J.-M. D. : Quelles stratégies as-tu mises en place pour que tes élèves turcs comprennent la complexité de la langue française ? Donne-nous quelques exemples de séquences d’apprentissage.

O. T. : Je n’ai pas travaillé cet aspect dans mon travail de fin d’études. Mais si je pouvais le retravailler, je commencerais par expliquer aux apprenants le fondement même de la langue française. Les écarts linguistiques sont assez surprenants. En effet, l’absence de genre pose une difficulté majeure et ce, pour la grande majorité des Turcs. Par exemple, avant même de préparer une séquence sur le féminin et le masculin, il serait intéressant d’expliquer aux apprenants ce qu’est un genre afin de leur faire prendre conscience que ,dans la langue française, on nomme et on catégorise les choses en genre. Si nous brûlons cette étape, cet aspect du français restera abstrait et donc difficile à assimiler. Selon moi, c’est de cette manière qu’il faut procéder et penser ces séquences d’apprentissage. Maintenant, il est important de souligner que ces mêmes séquences en français langue étrangère sont différentes car les objectifs à atteindre ne sont pas les mêmes. On s’attardera sur les besoins des apprenants et non sur un programme prédéfini.

J.-M. D. : Quelles sont les filières organisées pour les Turcs adultes s’ils veulent apprendre notre langue ?

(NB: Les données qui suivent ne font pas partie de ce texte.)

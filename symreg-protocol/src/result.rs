//! Command results returned by confirm-style exchanges

use serde::{Deserialize, Serialize};

/// Status code for a successful command
pub const RESULT_SUCCESS: i32 = 0;
/// Status code for a rejected command
pub const RESULT_ERROR: i32 = 1;

/// Status and message sent back from the server after confirm commands.
///
/// A non-zero status is an application-level rejection: the request reached
/// the server and was understood, but refused. It does not close the
/// connection.
#[derive(Debug, Clone, PartialEq, Eq, Serialize, Deserialize)]
pub struct CommandResult {
    pub value: i32,
    pub message: String,
}

impl CommandResult {
    pub fn new(value: i32, message: impl Into<String>) -> Self {
        Self {
            value,
            message: message.into(),
        }
    }

    pub fn success(message: impl Into<String>) -> Self {
        Self::new(RESULT_SUCCESS, message)
    }

    pub fn error(message: impl Into<String>) -> Self {
        Self::new(RESULT_ERROR, message)
    }

    pub fn is_success(&self) -> bool {
        self.value == RESULT_SUCCESS
    }
}

impl Default for CommandResult {
    fn default() -> Self {
        Self::success("")
    }
}

impl std::fmt::Display for CommandResult {
    fn fmt(&self, f: &mut std::fmt::Formatter<'_>) -> std::fmt::Result {
        f.write_str(&self.message)
    }
}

O. T. : Les principales filières sont les cours du jour. Ceux-ci peuvent se donner dans des ASBL telles que Accueil et Promotions des immigrés à Marchienne-au-Pont, SIMA dans la région de Charleroi ou encore Lire et Ecrire, FUNOC,… Ces centres d’alphabétisation encadrent les apprenants. Ce ne sont pas des élèves mais des stagiaires. Je tiens à le préciser car ces filières jouent un rôle important dans l’intégration des apprenants. Le temps de leur passage, ils apprennent certes le français, mais suivent par la même occasion une formation ou sont suivis par un assistant social pour les aider à trouver un travail ainsi que leur place dans la société. Ce ne sont pas des écoles avec des cours ordinaires tels que nous les connaissons. C’est pour cela que j’expliquais précédemment que les séquences d’apprentissage sont construites en fonction des besoins et non d’un programme. Tout est dans le concret. Ce sont des adultes que nous avons face à nous et qui viennent, pour certains d’eux, de loin. L’enseignement du français langue étrangère est un enseignement à part entière.

J.-M. D. : Aurais-tu un commentaire à apporter quant à l’intégration sociale voire politique des étrangers par l’apprentissage de la langue ?

O. T. : Je n’ai pas un commentaire bien précis à formuler mais j’ajouterai que les Turcs  qui se sont intégrés, au sens propre du terme, en Belgique jouent un rôle important au sein de la communauté turque de Belgique. Ils ont pris conscience que l’intégration passe principalement par l’apprentissage de la langue du pays d’accueil. Quant au reste, comme je l’ai développé dans mon travail de fin d’études, les mentalités évoluent, les besoins sont de plus en plus nombreux et donc les Turcs (nouvelle génération d’immigrés)  sont amenés à apprendre le français.